[How to complete this task]:
Each line of the records below that holds "consts" should be copied out.

(Saved entries)
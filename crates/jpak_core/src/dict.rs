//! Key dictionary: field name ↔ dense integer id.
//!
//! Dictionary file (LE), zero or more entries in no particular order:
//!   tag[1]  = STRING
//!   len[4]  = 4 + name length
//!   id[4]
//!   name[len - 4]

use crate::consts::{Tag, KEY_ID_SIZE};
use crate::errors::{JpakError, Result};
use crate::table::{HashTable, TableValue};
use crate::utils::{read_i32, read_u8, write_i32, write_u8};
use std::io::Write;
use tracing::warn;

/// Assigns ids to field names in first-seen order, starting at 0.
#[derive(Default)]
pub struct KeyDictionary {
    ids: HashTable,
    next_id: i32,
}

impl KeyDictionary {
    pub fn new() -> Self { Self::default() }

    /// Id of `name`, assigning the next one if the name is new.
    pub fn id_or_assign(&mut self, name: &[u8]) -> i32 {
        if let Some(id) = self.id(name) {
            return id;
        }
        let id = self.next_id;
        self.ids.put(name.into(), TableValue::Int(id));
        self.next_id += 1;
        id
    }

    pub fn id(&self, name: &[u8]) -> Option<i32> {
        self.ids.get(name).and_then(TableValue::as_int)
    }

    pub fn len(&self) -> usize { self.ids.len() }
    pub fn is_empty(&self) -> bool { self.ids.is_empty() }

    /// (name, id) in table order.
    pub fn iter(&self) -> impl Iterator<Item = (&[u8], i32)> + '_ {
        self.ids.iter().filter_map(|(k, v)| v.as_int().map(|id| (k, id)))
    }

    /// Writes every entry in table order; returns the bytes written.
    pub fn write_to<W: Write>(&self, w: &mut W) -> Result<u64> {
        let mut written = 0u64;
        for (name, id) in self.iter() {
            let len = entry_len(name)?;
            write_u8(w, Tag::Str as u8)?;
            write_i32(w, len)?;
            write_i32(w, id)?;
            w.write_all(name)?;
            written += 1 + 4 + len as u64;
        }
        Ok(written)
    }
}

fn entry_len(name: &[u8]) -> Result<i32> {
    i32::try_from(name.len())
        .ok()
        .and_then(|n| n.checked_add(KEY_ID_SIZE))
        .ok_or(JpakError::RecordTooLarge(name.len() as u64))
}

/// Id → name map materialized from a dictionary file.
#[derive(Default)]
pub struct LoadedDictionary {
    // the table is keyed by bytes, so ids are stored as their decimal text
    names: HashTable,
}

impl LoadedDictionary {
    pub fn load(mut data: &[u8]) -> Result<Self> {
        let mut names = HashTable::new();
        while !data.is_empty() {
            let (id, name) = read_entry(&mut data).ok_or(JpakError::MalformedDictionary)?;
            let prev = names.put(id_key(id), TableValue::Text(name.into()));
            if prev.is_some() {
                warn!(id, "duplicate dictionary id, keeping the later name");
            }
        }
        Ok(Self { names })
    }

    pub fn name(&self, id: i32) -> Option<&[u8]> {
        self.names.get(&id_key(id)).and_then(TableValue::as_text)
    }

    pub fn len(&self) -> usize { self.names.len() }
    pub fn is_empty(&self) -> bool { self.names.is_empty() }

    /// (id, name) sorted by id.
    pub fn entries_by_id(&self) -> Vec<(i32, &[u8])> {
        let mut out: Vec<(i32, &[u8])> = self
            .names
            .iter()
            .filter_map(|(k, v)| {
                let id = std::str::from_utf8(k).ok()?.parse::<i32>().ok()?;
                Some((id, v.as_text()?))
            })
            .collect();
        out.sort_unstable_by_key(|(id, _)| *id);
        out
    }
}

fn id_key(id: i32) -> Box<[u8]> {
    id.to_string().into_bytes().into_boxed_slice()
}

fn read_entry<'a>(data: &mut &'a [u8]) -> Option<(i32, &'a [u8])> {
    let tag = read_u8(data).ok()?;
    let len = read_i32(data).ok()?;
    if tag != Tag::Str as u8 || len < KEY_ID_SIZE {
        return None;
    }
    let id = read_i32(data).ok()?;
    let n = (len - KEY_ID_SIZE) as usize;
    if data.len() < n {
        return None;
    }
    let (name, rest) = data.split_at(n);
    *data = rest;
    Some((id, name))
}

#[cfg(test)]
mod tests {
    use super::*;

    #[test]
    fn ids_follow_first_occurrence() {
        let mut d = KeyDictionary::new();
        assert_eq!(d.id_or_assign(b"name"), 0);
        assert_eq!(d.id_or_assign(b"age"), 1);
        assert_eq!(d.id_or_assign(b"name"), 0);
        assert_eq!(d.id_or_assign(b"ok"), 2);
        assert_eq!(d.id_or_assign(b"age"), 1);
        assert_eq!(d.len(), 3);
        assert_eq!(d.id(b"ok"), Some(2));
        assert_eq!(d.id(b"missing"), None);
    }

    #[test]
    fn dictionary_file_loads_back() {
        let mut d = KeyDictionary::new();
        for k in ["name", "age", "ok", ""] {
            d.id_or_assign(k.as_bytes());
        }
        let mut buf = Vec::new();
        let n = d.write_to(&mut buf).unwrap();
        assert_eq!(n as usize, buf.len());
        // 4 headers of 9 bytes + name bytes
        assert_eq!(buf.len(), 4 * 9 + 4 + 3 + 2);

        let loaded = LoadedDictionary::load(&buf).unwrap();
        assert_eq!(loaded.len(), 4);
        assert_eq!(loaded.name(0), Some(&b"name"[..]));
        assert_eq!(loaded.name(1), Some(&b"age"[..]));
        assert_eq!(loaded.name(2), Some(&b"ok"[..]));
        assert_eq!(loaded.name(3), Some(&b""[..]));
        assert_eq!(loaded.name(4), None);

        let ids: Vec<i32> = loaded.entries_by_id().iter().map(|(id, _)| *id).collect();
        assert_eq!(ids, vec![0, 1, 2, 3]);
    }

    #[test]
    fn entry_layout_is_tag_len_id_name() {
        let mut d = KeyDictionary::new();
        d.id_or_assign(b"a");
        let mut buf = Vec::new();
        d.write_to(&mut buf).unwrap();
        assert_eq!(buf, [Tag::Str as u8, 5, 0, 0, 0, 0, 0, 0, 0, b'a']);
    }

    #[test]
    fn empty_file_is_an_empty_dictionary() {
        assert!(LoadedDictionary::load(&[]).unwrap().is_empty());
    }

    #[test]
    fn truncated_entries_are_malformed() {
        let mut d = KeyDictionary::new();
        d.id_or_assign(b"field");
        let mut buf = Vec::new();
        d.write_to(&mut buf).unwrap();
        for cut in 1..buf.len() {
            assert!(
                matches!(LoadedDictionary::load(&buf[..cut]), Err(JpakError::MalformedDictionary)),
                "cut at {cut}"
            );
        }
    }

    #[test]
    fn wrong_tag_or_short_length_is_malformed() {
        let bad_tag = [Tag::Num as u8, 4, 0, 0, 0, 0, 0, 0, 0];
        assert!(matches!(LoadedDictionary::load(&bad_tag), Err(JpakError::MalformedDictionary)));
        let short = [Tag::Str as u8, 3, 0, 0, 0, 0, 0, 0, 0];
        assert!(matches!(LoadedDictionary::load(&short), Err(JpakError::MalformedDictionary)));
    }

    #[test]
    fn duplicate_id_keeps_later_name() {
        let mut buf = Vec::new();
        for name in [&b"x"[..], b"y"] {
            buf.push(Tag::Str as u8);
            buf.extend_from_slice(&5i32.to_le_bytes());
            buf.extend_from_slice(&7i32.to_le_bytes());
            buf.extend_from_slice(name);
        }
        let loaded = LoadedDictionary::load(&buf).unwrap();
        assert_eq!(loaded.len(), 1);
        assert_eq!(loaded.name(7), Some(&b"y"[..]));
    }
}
==
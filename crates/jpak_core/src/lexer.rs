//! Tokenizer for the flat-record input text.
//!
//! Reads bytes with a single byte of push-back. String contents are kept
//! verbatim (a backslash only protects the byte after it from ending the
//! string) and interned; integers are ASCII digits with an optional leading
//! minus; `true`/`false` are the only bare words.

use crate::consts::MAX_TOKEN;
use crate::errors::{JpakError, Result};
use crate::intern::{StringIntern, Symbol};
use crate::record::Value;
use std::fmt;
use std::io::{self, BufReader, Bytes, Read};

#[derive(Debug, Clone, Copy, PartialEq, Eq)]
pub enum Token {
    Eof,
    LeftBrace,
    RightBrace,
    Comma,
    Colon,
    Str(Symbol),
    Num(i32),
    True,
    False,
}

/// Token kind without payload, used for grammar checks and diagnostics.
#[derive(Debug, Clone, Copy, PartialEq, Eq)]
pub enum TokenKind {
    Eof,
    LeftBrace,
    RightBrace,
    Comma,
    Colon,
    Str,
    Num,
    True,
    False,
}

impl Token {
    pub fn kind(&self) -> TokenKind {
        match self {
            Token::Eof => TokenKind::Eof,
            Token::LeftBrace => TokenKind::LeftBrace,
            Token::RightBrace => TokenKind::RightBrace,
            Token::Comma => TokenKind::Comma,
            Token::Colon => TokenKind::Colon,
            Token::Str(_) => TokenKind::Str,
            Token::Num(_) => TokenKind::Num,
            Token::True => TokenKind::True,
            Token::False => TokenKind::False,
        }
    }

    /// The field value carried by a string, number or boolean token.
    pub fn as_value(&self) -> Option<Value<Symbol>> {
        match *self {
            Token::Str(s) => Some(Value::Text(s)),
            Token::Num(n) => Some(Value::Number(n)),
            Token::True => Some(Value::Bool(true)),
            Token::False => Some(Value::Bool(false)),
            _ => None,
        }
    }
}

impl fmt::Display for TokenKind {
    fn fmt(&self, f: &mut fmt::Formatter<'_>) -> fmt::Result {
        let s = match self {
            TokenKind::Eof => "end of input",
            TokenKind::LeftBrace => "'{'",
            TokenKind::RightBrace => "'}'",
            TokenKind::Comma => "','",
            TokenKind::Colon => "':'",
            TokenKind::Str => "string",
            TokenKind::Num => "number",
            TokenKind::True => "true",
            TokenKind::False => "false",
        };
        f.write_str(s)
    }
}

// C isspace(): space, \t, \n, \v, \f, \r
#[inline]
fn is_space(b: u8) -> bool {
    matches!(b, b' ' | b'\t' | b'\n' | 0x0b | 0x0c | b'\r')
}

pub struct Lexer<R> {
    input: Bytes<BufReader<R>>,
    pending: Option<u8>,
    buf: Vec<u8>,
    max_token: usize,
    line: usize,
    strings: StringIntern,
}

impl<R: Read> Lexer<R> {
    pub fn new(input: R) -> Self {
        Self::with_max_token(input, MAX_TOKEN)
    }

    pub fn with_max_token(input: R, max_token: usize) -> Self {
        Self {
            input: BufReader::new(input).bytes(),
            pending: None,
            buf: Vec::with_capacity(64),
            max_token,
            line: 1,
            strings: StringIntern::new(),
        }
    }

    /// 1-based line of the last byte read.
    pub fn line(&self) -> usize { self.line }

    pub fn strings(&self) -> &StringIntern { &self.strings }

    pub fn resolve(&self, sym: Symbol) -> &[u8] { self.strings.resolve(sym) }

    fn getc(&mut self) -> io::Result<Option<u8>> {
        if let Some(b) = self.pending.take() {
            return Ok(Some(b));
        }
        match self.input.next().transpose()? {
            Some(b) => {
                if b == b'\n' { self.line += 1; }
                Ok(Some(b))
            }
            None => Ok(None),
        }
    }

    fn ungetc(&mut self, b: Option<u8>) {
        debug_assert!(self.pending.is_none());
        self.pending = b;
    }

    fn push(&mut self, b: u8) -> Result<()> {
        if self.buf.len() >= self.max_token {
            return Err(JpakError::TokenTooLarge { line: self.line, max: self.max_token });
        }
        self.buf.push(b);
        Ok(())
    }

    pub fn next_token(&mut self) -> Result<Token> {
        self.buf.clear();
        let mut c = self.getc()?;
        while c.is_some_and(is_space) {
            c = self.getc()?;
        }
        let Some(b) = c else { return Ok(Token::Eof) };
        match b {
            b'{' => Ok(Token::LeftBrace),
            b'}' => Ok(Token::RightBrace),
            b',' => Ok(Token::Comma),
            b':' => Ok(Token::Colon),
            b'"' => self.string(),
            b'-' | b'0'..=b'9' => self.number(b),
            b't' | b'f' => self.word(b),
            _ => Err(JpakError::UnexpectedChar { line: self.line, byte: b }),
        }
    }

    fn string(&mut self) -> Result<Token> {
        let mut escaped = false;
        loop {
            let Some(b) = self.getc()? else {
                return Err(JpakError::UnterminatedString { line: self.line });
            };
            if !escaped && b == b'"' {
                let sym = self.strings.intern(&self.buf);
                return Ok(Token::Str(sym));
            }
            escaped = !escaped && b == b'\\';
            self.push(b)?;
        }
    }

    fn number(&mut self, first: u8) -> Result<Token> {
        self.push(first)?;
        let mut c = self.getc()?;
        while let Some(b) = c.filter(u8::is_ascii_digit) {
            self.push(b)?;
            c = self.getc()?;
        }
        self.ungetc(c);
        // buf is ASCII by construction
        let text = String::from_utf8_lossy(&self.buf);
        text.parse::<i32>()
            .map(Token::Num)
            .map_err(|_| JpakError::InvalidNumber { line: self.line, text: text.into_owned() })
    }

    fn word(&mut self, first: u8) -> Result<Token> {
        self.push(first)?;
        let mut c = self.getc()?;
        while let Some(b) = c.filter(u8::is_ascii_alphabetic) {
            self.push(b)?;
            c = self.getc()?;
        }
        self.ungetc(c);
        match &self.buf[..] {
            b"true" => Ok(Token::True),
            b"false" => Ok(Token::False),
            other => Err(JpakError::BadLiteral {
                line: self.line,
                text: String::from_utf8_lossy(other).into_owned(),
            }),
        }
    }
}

[Result for this task]:
use crate::consts::{Tag, KEY_ID_SIZE};
use crate::consts::MAX_TOKEN;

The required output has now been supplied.